*** Opening of MATERIAL FOR THIS EXERCISE ***
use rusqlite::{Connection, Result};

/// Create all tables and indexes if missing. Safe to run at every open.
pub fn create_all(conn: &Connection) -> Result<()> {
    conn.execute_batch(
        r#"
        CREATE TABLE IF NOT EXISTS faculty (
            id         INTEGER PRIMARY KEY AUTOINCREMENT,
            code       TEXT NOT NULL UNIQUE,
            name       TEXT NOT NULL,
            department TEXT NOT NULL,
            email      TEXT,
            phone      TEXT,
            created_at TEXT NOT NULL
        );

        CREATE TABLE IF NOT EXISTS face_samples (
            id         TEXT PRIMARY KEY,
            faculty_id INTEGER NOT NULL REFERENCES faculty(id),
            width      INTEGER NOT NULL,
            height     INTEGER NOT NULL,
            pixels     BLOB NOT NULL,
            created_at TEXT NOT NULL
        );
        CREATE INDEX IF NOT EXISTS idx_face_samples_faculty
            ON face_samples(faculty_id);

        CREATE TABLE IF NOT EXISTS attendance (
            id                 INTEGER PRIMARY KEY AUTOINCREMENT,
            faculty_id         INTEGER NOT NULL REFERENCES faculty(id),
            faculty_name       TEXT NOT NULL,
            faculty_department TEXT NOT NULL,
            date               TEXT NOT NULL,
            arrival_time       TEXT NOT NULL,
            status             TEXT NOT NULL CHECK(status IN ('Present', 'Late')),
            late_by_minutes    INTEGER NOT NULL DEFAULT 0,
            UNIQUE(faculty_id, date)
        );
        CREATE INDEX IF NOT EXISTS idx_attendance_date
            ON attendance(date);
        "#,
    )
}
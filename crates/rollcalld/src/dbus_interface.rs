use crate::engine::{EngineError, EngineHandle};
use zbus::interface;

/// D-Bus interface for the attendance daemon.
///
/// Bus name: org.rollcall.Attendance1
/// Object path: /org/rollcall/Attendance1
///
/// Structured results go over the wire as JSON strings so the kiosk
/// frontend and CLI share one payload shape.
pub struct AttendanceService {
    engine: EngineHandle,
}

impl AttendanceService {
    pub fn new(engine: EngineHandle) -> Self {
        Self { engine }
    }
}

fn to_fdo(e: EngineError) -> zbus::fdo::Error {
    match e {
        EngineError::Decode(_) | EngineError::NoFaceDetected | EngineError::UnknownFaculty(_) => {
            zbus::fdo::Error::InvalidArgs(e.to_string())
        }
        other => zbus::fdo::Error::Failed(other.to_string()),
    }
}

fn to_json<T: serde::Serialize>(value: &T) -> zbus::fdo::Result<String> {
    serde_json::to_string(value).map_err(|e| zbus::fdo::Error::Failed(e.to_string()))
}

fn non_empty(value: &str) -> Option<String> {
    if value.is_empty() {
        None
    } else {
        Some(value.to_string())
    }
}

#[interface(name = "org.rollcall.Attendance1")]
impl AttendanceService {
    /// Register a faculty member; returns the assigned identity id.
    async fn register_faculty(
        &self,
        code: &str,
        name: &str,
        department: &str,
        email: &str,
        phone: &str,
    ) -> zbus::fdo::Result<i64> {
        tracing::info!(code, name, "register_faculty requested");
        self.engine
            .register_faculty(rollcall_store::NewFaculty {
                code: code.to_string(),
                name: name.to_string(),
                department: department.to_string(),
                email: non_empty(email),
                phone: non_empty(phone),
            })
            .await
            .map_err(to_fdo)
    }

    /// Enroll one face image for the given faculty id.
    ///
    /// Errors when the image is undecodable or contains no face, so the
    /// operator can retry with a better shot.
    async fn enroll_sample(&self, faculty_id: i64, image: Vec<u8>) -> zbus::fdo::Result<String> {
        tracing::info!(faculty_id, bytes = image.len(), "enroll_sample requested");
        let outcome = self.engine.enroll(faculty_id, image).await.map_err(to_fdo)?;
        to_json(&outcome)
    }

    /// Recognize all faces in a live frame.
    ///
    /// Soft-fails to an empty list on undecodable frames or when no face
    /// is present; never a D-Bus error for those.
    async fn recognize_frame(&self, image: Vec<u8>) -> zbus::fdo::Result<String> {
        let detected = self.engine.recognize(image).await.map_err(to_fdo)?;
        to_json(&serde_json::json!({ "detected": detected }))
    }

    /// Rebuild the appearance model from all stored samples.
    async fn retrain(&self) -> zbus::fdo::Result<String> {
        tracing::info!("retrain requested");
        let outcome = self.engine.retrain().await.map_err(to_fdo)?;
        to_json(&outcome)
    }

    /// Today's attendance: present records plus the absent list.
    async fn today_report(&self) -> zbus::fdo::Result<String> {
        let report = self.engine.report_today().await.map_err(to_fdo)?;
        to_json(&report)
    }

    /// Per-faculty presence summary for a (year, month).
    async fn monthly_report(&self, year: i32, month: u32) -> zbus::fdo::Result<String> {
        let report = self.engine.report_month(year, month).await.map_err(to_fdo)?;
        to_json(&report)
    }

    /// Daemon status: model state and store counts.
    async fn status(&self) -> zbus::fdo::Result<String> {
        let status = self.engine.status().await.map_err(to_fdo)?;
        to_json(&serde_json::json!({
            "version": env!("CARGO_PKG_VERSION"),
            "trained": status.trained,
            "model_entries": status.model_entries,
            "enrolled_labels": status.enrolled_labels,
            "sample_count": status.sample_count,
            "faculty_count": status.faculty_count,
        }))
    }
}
*** Close of MATERIAL FOR THIS EXERCISE ***
*** Opening of MATERIAL FOR THIS EXERCISE ***
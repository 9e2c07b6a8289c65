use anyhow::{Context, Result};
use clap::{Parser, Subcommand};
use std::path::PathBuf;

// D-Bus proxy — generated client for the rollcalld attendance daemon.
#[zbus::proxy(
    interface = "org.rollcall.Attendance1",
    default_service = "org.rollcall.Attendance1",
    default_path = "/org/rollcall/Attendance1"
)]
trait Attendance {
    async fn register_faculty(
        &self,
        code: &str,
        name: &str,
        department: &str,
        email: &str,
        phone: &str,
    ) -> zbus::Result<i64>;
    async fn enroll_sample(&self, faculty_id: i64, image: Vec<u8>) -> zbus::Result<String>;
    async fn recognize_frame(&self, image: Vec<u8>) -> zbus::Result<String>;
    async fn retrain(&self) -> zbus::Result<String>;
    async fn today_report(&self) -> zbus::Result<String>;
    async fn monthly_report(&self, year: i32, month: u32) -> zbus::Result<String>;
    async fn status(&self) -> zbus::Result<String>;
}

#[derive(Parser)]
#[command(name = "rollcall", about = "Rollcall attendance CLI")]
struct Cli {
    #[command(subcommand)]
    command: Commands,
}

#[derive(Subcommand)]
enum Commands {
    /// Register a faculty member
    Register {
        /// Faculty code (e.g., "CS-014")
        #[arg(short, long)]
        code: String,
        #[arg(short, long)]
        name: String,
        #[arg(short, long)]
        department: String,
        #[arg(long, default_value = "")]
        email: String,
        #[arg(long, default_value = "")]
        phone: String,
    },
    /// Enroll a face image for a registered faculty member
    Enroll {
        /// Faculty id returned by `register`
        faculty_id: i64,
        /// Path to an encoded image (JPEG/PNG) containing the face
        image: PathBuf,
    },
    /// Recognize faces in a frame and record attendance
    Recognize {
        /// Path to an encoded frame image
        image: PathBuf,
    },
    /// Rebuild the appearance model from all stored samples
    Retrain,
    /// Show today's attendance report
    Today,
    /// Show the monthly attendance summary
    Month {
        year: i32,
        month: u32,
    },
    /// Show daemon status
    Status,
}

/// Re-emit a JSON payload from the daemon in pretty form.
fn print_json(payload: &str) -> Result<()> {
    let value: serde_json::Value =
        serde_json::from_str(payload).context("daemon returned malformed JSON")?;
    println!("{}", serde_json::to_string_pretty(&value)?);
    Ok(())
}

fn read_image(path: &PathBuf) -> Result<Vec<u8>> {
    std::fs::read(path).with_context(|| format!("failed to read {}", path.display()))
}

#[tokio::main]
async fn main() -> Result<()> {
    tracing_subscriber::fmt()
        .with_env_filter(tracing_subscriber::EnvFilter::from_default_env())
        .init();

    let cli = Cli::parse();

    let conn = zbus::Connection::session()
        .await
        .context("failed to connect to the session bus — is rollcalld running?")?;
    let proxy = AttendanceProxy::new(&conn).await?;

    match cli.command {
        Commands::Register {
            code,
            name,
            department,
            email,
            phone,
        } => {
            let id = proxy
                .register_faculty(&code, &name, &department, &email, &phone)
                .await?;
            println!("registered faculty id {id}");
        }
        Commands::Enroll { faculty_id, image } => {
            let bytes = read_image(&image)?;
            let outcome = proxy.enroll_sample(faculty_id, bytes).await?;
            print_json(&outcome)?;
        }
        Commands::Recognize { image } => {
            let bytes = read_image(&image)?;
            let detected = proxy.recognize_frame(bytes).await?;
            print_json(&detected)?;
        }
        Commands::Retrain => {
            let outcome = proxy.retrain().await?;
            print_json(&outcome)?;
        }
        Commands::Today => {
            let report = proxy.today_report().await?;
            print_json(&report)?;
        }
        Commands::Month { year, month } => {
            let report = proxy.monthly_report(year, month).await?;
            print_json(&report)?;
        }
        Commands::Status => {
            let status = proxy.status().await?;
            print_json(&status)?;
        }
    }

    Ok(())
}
*** Close of MATERIAL FOR THIS EXERCISE ***
*** Opening of MATERIAL FOR THIS EXERCISE ***
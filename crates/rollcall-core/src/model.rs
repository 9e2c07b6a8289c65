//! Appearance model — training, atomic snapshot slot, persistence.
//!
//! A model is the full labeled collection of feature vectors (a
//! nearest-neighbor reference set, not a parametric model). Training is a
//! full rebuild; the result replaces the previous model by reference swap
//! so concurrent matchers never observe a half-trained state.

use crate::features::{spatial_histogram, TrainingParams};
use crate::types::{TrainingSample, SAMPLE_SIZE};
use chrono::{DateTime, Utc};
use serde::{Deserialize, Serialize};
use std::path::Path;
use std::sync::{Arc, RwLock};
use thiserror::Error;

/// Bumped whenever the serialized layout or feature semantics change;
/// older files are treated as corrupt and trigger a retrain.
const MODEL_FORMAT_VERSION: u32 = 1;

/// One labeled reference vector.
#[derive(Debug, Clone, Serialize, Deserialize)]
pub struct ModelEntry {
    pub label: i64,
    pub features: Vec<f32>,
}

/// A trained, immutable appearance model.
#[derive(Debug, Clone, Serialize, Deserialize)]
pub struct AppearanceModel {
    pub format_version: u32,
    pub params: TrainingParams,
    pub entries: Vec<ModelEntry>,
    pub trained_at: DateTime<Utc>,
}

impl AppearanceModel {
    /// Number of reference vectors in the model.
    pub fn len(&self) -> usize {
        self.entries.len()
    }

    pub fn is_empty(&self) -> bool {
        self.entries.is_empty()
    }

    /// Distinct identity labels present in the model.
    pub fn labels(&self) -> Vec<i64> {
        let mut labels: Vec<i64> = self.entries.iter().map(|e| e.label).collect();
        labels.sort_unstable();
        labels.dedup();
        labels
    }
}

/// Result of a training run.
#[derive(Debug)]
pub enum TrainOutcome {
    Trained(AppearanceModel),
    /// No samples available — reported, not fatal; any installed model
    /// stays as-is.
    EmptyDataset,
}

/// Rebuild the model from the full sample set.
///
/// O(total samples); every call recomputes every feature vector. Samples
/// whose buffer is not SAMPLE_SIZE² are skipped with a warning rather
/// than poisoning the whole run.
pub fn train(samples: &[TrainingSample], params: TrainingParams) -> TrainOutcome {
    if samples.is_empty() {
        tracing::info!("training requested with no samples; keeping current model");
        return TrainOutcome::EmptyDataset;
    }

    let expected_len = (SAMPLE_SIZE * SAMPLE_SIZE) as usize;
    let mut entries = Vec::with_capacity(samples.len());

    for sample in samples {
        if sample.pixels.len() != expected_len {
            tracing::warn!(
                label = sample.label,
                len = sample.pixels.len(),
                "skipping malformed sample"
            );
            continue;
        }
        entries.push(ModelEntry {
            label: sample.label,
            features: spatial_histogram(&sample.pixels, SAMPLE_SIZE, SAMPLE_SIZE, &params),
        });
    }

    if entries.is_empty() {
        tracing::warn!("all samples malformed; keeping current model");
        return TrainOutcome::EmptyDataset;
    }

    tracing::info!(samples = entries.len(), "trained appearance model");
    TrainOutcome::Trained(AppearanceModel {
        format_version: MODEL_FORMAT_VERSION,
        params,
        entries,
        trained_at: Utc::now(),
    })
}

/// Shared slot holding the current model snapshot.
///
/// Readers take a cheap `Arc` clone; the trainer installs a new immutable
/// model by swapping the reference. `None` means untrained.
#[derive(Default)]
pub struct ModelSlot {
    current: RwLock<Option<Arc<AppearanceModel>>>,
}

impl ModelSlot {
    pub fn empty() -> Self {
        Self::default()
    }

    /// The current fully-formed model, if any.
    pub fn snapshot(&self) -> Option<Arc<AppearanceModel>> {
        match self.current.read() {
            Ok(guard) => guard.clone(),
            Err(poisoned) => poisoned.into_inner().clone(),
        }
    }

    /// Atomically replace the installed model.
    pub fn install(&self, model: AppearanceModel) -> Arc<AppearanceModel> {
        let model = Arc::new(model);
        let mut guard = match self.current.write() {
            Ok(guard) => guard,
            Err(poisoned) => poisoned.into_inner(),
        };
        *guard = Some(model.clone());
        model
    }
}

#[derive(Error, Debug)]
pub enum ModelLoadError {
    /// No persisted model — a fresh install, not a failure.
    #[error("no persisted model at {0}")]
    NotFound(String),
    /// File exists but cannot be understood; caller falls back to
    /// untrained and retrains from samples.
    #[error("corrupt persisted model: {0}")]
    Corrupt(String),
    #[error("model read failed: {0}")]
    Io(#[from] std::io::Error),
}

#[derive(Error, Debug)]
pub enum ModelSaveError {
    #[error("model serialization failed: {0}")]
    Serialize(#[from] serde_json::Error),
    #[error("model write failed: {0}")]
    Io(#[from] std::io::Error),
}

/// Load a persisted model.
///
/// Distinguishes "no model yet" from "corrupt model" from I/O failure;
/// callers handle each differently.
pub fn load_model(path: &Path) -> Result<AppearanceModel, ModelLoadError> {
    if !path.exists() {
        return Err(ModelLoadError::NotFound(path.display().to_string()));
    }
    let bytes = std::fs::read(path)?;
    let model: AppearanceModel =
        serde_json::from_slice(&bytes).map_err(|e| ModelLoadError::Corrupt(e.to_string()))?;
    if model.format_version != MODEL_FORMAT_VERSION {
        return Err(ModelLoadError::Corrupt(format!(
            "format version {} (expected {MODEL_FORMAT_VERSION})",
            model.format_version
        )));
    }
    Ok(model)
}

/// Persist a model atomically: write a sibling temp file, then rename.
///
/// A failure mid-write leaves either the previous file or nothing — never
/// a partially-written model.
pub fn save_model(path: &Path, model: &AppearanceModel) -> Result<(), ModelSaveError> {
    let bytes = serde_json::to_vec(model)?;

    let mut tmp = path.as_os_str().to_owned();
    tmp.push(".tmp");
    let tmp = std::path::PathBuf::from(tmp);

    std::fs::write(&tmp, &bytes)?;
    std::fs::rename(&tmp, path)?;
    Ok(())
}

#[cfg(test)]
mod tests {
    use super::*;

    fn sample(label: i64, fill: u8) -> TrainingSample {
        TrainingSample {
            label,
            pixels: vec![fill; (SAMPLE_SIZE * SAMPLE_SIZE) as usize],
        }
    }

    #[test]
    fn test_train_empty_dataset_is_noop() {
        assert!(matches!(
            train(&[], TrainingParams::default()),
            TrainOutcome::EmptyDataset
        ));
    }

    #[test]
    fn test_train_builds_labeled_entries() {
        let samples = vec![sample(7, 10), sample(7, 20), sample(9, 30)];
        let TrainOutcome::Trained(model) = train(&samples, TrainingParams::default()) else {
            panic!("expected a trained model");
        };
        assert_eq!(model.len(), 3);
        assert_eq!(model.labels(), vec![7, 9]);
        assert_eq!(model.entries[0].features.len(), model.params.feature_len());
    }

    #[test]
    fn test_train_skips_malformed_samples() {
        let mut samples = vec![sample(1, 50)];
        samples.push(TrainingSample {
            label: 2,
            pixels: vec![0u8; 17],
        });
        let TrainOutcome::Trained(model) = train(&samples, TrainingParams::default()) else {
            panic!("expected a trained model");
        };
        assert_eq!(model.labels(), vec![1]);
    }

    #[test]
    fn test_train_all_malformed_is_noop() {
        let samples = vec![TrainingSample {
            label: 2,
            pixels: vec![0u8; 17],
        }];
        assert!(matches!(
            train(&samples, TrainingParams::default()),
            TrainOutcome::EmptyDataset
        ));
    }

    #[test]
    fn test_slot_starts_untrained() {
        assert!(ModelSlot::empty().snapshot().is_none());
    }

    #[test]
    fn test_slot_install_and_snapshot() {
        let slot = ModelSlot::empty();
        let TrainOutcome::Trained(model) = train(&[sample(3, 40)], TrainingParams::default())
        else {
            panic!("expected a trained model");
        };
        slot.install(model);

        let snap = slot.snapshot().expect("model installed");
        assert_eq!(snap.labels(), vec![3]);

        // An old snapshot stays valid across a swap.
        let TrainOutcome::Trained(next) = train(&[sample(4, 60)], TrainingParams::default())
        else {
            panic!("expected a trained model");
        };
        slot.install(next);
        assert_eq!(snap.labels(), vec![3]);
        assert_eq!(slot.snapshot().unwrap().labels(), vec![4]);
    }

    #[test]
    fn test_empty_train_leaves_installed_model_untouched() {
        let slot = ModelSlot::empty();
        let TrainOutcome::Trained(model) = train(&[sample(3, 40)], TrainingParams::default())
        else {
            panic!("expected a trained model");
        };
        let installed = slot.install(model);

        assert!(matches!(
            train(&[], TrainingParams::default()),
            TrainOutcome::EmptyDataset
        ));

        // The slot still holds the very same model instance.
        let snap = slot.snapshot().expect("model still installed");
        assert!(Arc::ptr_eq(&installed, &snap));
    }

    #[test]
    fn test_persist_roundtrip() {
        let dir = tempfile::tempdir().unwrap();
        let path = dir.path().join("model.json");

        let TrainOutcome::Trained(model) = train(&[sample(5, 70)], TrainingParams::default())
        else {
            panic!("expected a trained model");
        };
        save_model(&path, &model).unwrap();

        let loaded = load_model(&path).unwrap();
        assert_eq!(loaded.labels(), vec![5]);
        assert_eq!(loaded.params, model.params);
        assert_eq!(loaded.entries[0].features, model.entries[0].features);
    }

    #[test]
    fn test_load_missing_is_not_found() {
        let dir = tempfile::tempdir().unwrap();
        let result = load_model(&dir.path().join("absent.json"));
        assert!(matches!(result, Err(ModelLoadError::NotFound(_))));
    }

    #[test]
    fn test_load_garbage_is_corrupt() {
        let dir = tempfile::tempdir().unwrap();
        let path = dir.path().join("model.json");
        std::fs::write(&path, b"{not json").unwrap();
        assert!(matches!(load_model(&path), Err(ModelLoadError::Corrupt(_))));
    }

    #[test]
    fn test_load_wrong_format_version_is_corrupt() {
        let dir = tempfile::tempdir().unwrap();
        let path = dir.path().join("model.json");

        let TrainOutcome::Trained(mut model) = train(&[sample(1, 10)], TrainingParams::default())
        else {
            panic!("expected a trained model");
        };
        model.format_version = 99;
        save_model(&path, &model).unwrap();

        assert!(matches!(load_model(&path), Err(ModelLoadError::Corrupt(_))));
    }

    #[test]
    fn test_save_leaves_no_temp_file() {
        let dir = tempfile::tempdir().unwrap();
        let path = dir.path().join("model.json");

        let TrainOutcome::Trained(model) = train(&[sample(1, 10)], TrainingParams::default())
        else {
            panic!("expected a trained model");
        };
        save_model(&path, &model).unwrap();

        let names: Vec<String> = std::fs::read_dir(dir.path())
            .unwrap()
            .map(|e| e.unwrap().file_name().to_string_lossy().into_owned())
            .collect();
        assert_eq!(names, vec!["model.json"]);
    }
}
*** Close of MATERIAL FOR THIS EXERCISE ***
» TASK BRIEF
Answer with a number only. How many lines in the records include the word "rename"?

» ANSWER BOX
2